> Task
What you return should be each line of the data containing the string "panic".

Stored data
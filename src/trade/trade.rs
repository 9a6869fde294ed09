use std::{
    sync::{Arc, RwLock, RwLockReadGuard, RwLockWriteGuard},
    time::SystemTime,
};

use bitcoin::Amount;
use serde::{Deserialize, Serialize};
use tokio::sync::watch;
use tracing::{debug, trace};

use crate::{
    common::{SignedTx, TradeId},
    error::FiatSwapError,
    offer::Offer,
};

use super::{contract::Contract, state::TradeState};

/// Serialized form of a trade, embedded in the persisted model record.
#[derive(Clone, Debug, PartialEq, Serialize, Deserialize)]
pub struct TradeSnapshot {
    pub id: TradeId,
    pub offer: Offer,
    pub state: TradeState,
    pub deposit_tx: Option<SignedTx>,
    pub payout_tx: Option<SignedTx>,
    #[serde(with = "bitcoin::amount::serde::as_sat")]
    pub trade_amount: Amount,
    #[serde(with = "bitcoin::amount::serde::as_sat")]
    pub security_deposit: Amount,
    pub creation_date: SystemTime,
    #[serde(default)]
    pub contract: Option<Contract>,
    pub failure_reason: Option<String>,
}

#[derive(Debug)]
struct TradeStore {
    state: TradeState,
    deposit_tx: Option<SignedTx>,
    payout_tx: Option<SignedTx>,
    contract: Option<Contract>,
    failure_reason: Option<String>,
}

/// Aggregate root of one negotiation. Cloning yields another handle to the
/// same trade. Every state change is published on a watch channel.
#[derive(Clone)]
pub struct Trade {
    id: TradeId,
    offer: Arc<Offer>,
    trade_amount: Amount,
    security_deposit: Amount,
    creation_date: SystemTime,
    store: Arc<RwLock<TradeStore>>,
    state_tx: Arc<watch::Sender<TradeState>>,
}

impl Trade {
    pub fn new(offer: Offer, trade_amount: Amount) -> Self {
        let store = TradeStore {
            state: TradeState::Preparation,
            deposit_tx: None,
            payout_tx: None,
            contract: None,
            failure_reason: None,
        };
        let security_deposit = offer.security_deposit;
        Self::assemble(offer, trade_amount, security_deposit, SystemTime::now(), store)
    }

    pub fn from_snapshot(snapshot: TradeSnapshot) -> Result<Self, FiatSwapError> {
        if snapshot.id != snapshot.offer.trade_id() {
            return Err(FiatSwapError::contract(format!(
                "Trade snapshot id {} does not match offer {}",
                snapshot.id, snapshot.offer.id
            )));
        }
        if snapshot.state.requires_deposit_tx() && snapshot.deposit_tx.is_none() {
            return Err(FiatSwapError::contract(format!(
                "Trade snapshot {} in state {} without deposit tx",
                snapshot.id, snapshot.state
            )));
        }
        let store = TradeStore {
            state: snapshot.state,
            deposit_tx: snapshot.deposit_tx,
            payout_tx: snapshot.payout_tx,
            contract: snapshot.contract,
            failure_reason: snapshot.failure_reason,
        };
        Ok(Self::assemble(
            snapshot.offer,
            snapshot.trade_amount,
            snapshot.security_deposit,
            snapshot.creation_date,
            store,
        ))
    }

    fn assemble(
        offer: Offer,
        trade_amount: Amount,
        security_deposit: Amount,
        creation_date: SystemTime,
        store: TradeStore,
    ) -> Self {
        let (state_tx, _) = watch::channel(store.state);
        Self {
            id: offer.trade_id(),
            offer: Arc::new(offer),
            trade_amount,
            security_deposit,
            creation_date,
            store: Arc::new(RwLock::new(store)),
            state_tx: Arc::new(state_tx),
        }
    }

    fn read_store(&self) -> RwLockReadGuard<'_, TradeStore> {
        match self.store.read() {
            Ok(store) => store,
            Err(error) => {
                panic!("Error reading trade store - {}", error);
            }
        }
    }

    fn write_store(&self) -> RwLockWriteGuard<'_, TradeStore> {
        match self.store.write() {
            Ok(store) => store,
            Err(error) => {
                panic!("Error writing trade store - {}", error);
            }
        }
    }

    pub fn snapshot(&self) -> TradeSnapshot {
        let store = self.read_store();
        TradeSnapshot {
            id: self.id,
            offer: self.offer.as_ref().clone(),
            state: store.state,
            deposit_tx: store.deposit_tx.clone(),
            payout_tx: store.payout_tx.clone(),
            trade_amount: self.trade_amount,
            security_deposit: self.security_deposit,
            creation_date: self.creation_date,
            contract: store.contract.clone(),
            failure_reason: store.failure_reason.clone(),
        }
    }

    pub fn id(&self) -> TradeId {
        self.id
    }

    pub fn offer(&self) -> &Offer {
        &self.offer
    }

    pub fn trade_amount(&self) -> Amount {
        self.trade_amount
    }

    pub fn security_deposit(&self) -> Amount {
        self.security_deposit
    }

    pub fn creation_date(&self) -> SystemTime {
        self.creation_date
    }

    pub fn state(&self) -> TradeState {
        self.read_store().state
    }

    pub fn deposit_tx(&self) -> Option<SignedTx> {
        self.read_store().deposit_tx.clone()
    }

    pub fn payout_tx(&self) -> Option<SignedTx> {
        self.read_store().payout_tx.clone()
    }

    pub fn contract(&self) -> Option<Contract> {
        self.read_store().contract.clone()
    }

    pub fn failure_reason(&self) -> Option<String> {
        self.read_store().failure_reason.clone()
    }

    pub fn subscribe_state(&self) -> watch::Receiver<TradeState> {
        self.state_tx.subscribe()
    }

    fn transition(
        &self,
        store: &mut TradeStore,
        next: TradeState,
    ) -> Result<(), FiatSwapError> {
        if !store.state.can_transition_to(next) {
            return Err(FiatSwapError::OutOfPhase {
                trade_id: self.id,
                description: format!("cannot move from {} to {}", store.state, next),
            });
        }
        if next.requires_deposit_tx() && store.deposit_tx.is_none() {
            return Err(FiatSwapError::contract(format!(
                "Trade w/ TradeID {} cannot enter {} without a deposit tx",
                self.id, next
            )));
        }
        if next.requires_payout_tx() && store.payout_tx.is_none() {
            return Err(FiatSwapError::contract(format!(
                "Trade w/ TradeID {} cannot enter {} without a payout tx",
                self.id, next
            )));
        }
        debug!("Trade w/ TradeID {} {} -> {}", self.id, store.state, next);
        store.state = next;
        Ok(())
    }

    fn publish_state(&self, state: TradeState) {
        self.state_tx.send_replace(state);
    }

    /// Moves to `next`. Re-entering the current state is a no-op so that tasks
    /// re-run after a restart stay harmless.
    pub fn set_state(&self, next: TradeState) -> Result<(), FiatSwapError> {
        {
            let mut store = self.write_store();
            if store.state == next {
                trace!("Trade w/ TradeID {} already in {}", self.id, next);
                return Ok(());
            }
            self.transition(&mut store, next)?;
        }
        self.publish_state(next);
        Ok(())
    }

    pub fn publish_deposit(&self, deposit_tx: SignedTx) -> Result<(), FiatSwapError> {
        {
            let mut store = self.write_store();
            if let Some(existing) = &store.deposit_tx {
                if *existing == deposit_tx {
                    return Ok(());
                }
                return Err(FiatSwapError::contract(format!(
                    "Trade w/ TradeID {} already has deposit tx {}",
                    self.id, existing.txid
                )));
            }
            if !store.state.can_transition_to(TradeState::DepositPublished) {
                return Err(FiatSwapError::OutOfPhase {
                    trade_id: self.id,
                    description: format!("cannot publish deposit in {}", store.state),
                });
            }
            store.deposit_tx = Some(deposit_tx);
            self.transition(&mut store, TradeState::DepositPublished)?;
        }
        self.publish_state(TradeState::DepositPublished);
        Ok(())
    }

    /// Settles the contract once. Settling the same contract again is a no-op.
    pub fn set_contract(&self, contract: Contract) -> Result<(), FiatSwapError> {
        let mut store = self.write_store();
        match &store.contract {
            Some(existing) if *existing == contract => Ok(()),
            Some(_) => Err(FiatSwapError::contract(format!(
                "Trade w/ TradeID {} already holds a different contract",
                self.id
            ))),
            None => {
                debug!("Trade w/ TradeID {} contract settled", self.id);
                store.contract = Some(contract);
                Ok(())
            }
        }
    }

    /// Fires only from `DepositPublished`. Returns whether it fired.
    pub fn confirm_deposit(&self) -> bool {
        {
            let mut store = self.write_store();
            if store.state != TradeState::DepositPublished {
                return false;
            }
            if self
                .transition(&mut store, TradeState::DepositConfirmed)
                .is_err()
            {
                return false;
            }
        }
        self.publish_state(TradeState::DepositConfirmed);
        true
    }

    pub fn publish_payout(&self, payout_tx: SignedTx) -> Result<(), FiatSwapError> {
        {
            let mut store = self.write_store();
            if let Some(existing) = &store.payout_tx {
                if *existing == payout_tx {
                    return Ok(());
                }
                return Err(FiatSwapError::contract(format!(
                    "Trade w/ TradeID {} already has payout tx {}",
                    self.id, existing.txid
                )));
            }
            if !store.state.can_transition_to(TradeState::PayoutTxPublished) {
                return Err(FiatSwapError::OutOfPhase {
                    trade_id: self.id,
                    description: format!("cannot publish payout in {}", store.state),
                });
            }
            store.payout_tx = Some(payout_tx);
            self.transition(&mut store, TradeState::PayoutTxPublished)?;
        }
        self.publish_state(TradeState::PayoutTxPublished);
        Ok(())
    }

    /// Fires only from `PayoutTxPublished`. Returns whether it fired.
    pub fn confirm_payout(&self) -> bool {
        {
            let mut store = self.write_store();
            if store.state != TradeState::PayoutTxPublished {
                return false;
            }
            if self.transition(&mut store, TradeState::Completed).is_err() {
                return false;
            }
        }
        self.publish_state(TradeState::Completed);
        true
    }

    pub fn fail(&self, reason: impl Into<String>) -> Result<(), FiatSwapError> {
        {
            let mut store = self.write_store();
            self.transition(&mut store, TradeState::Failed)?;
            store.failure_reason = Some(reason.into());
        }
        self.publish_state(TradeState::Failed);
        Ok(())
    }
}

impl std::fmt::Debug for Trade {
    fn fmt(&self, f: &mut std::fmt::Formatter<'_>) -> std::fmt::Result {
        f.debug_struct("Trade")
            .field("id", &self.id)
            .field("state", &self.state())
            .field("trade_amount", &self.trade_amount)
            .finish()
    }
}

> Solved problem
                panic!("Error reading trade store - {}", error);
                panic!("Error writing trade store - {}", error);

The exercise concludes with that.